(Records contained in a dataset)
BEGIN

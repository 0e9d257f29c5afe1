use criterion::{criterion_group, criterion_main, Criterion};
use corpus_core::tokenizer::{char_count, term_frequencies, tokenize};

const SAMPLE: &str = "Baseball in the summer months, swimming in the winter! \
    California has sun; Arizona has heat. Which season is best? Nobody agrees: \
    some like snow, some like surf, and some just like staying inside.";

fn bench_tokenize(c: &mut Criterion) {
    let text = SAMPLE.repeat(200);
    c.bench_function("tokenize_sample", |b| b.iter(|| tokenize(&text)));
    c.bench_function("term_frequencies_sample", |b| {
        let tokens = tokenize(&text);
        b.iter(|| term_frequencies(&tokens))
    });
    c.bench_function("char_count_sample", |b| b.iter(|| char_count(&text)));
}

criterion_group!(benches, bench_tokenize);
criterion_main!(benches);
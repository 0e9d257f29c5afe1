use std::collections::HashMap;

/// Punctuation marks stripped from text before tokenizing or counting characters.
pub const PUNCTUATION: [char; 6] = ['.', '!', ':', ';', ',', '?'];

fn is_punctuation(c: char) -> bool { PUNCTUATION.contains(&c) }

/// Tokenize text into terms: lowercase, delete punctuation, split on single spaces.
///
/// Punctuation is deleted rather than replaced, so `"end.start"` yields the single term
/// `"endstart"`. Empty tokens from consecutive spaces are dropped.
pub fn tokenize(text: &str) -> Vec<String> {
    let normalized: String = text.to_lowercase().chars().filter(|c| !is_punctuation(*c)).collect();
    normalized
        .split(' ')
        .filter(|t| !t.is_empty())
        .map(str::to_string)
        .collect()
}

/// Number of characters left once all whitespace and punctuation are removed.
pub fn char_count(text: &str) -> usize {
    text.chars().filter(|c| !c.is_whitespace() && !is_punctuation(*c)).count()
}

/// Group tokens into `(term, count)` pairs, one per distinct term, in first-seen order.
pub fn term_frequencies(tokens: &[String]) -> Vec<(String, u32)> {
    let mut slots: HashMap<&str, usize> = HashMap::new();
    let mut freqs: Vec<(String, u32)> = Vec::new();
    for token in tokens {
        match slots.get(token.as_str()) {
            Some(&i) => freqs[i].1 += 1,
            None => {
                slots.insert(token, freqs.len());
                freqs.push((token.clone(), 1));
            }
        }
    }
    freqs
}
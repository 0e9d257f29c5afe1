use anyhow::{anyhow, Context, Result};
use clap::{Args, Parser, Subcommand};
use corpus_core::{create_category, create_document, delete_document, get_index, update_document, NewDocument, Store};
use serde::Deserialize;
use time::macros::format_description;
use time::Date;
use tracing_subscriber::{EnvFilter, fmt};
use walkdir::WalkDir;

use std::fs::{self, File};
use std::io::{BufRead, BufReader};
use std::path::{Path, PathBuf};

#[derive(Debug, Deserialize)]
struct InputDoc {
    id: u32,
    title: String,
    text: String,
    date: String,
    category: String,
}

impl InputDoc {
    fn into_new_document(self) -> Result<NewDocument> {
        let date = parse_date(&self.date).map_err(|e| anyhow!("document {}: {}", self.id, e))?;
        Ok(NewDocument { id: self.id, text: self.text, title: self.title, date, category: self.category })
    }
}

#[derive(Parser)]
#[command(name = "indexer")]
#[command(about = "Maintain a persistent inverted index over a document corpus", long_about = None)]
struct Cli {
    /// Directory holding the corpus store
    #[arg(long, env = "CORPUS_DATA_DIR", default_value = "./corpus-db", global = true)]
    data_dir: PathBuf,
    #[command(subcommand)]
    command: Commands,
}

#[derive(Subcommand)]
enum Commands {
    /// Manage categories
    Category {
        #[command(subcommand)]
        command: CategoryCommands,
    },
    /// Create a document and index its text
    Create(DocArgs),
    /// Replace an existing document (delete then create)
    Update(DocArgs),
    /// Delete a document and its postings
    Delete {
        #[arg(long)]
        id: u32,
    },
    /// Create documents from a JSON/JSONL file or a directory of them
    Load {
        #[arg(long)]
        input: PathBuf,
    },
    /// Print the term -> "title:count" index as JSON
    ShowIndex,
}

#[derive(Subcommand)]
enum CategoryCommands {
    Add {
        #[arg(long)]
        id: u32,
        #[arg(long)]
        name: String,
    },
}

#[derive(Args)]
struct DocArgs {
    #[arg(long)]
    id: u32,
    #[arg(long)]
    title: String,
    /// Publication date, YYYY-MM-DD
    #[arg(long, value_parser = parse_date)]
    date: Date,
    /// Category name; must already exist
    #[arg(long)]
    category: String,
    #[arg(long, conflicts_with = "text_file", required_unless_present = "text_file")]
    text: Option<String>,
    /// Read the document text from a file
    #[arg(long)]
    text_file: Option<PathBuf>,
}

impl DocArgs {
    fn into_new_document(self) -> Result<NewDocument> {
        let text = match (self.text, self.text_file) {
            (Some(text), _) => text,
            (None, Some(path)) => fs::read_to_string(&path).with_context(|| format!("reading {}", path.display()))?,
            (None, None) => return Err(anyhow!("either --text or --text-file is required")),
        };
        Ok(NewDocument { id: self.id, text, title: self.title, date: self.date, category: self.category })
    }
}

fn parse_date(s: &str) -> std::result::Result<Date, String> {
    Date::parse(s.trim(), format_description!("[year]-[month]-[day]"))
        .map_err(|e| format!("invalid date '{s}': {e}"))
}

fn main() -> Result<()> {
    fmt().with_env_filter(EnvFilter::from_default_env()).init();
    let cli = Cli::parse();
    let store = Store::open(&cli.data_dir)
        .with_context(|| format!("opening store at {}", cli.data_dir.display()))?;

    let outcome = run(&store, cli.command);
    store.flush().context("flushing store")?;
    outcome
}

fn run(store: &Store, command: Commands) -> Result<()> {
    match command {
        Commands::Category { command: CategoryCommands::Add { id, name } } => {
            create_category(store, id, &name)?;
        }
        Commands::Create(args) => {
            let doc = args.into_new_document()?;
            create_document(store, &doc).with_context(|| format!("creating document {}", doc.id))?;
        }
        Commands::Update(args) => {
            let doc = args.into_new_document()?;
            update_document(store, &doc).with_context(|| format!("updating document {}", doc.id))?;
        }
        Commands::Delete { id } => {
            if !delete_document(store, id)? {
                tracing::warn!(id, "no such document");
            }
        }
        Commands::Load { input } => {
            let loaded = load_path(store, &input)?;
            tracing::info!(loaded, input = %input.display(), "load complete");
        }
        Commands::ShowIndex => {
            let index = get_index(store)?;
            println!("{}", serde_json::to_string_pretty(&index)?);
        }
    }
    Ok(())
}

fn load_path(store: &Store, input: &Path) -> Result<usize> {
    let mut files: Vec<PathBuf> = Vec::new();
    if input.is_dir() {
        for entry in WalkDir::new(input).sort_by_file_name().into_iter().filter_map(|e| e.ok()) {
            let p = entry.path();
            if p.is_file() && matches!(p.extension().and_then(|s| s.to_str()), Some("json" | "jsonl")) {
                files.push(p.to_path_buf());
            }
        }
    } else if input.is_file() {
        files.push(input.to_path_buf());
    } else {
        return Err(anyhow!("input {} does not exist", input.display()));
    }

    let mut loaded = 0;
    for file in files {
        let docs = if file.extension().and_then(|s| s.to_str()) == Some("jsonl") {
            read_jsonl(&file)?
        } else {
            read_json(&file)?
        };
        for doc in docs {
            let doc = doc.into_new_document()?;
            create_document(store, &doc)
                .with_context(|| format!("creating document {} from {}", doc.id, file.display()))?;
            loaded += 1;
        }
    }
    Ok(loaded)
}

fn read_jsonl(file: &Path) -> Result<Vec<InputDoc>> {
    let reader = BufReader::new(File::open(file)?);
    let mut docs = Vec::new();
    for line in reader.lines() {
        let line = line?;
        if line.trim().is_empty() { continue; }
        docs.push(serde_json::from_str(&line)?);
    }
    Ok(docs)
}

fn read_json(file: &Path) -> Result<Vec<InputDoc>> {
    let json: serde_json::Value = serde_json::from_reader(BufReader::new(File::open(file)?))?;
    match json {
        serde_json::Value::Array(arr) => arr.into_iter().map(|v| Ok(serde_json::from_value(v)?)).collect(),
        serde_json::Value::Object(_) => Ok(vec![serde_json::from_value(json)?]),
        _ => Ok(Vec::new()),
    }
}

END

For the word "files", find all matching lines in the entries above and copy them out.

EXERCISE RESPONSE |
    let mut files: Vec<PathBuf> = Vec::new();
                files.push(p.to_path_buf());
        files.push(input.to_path_buf());
    for file in files {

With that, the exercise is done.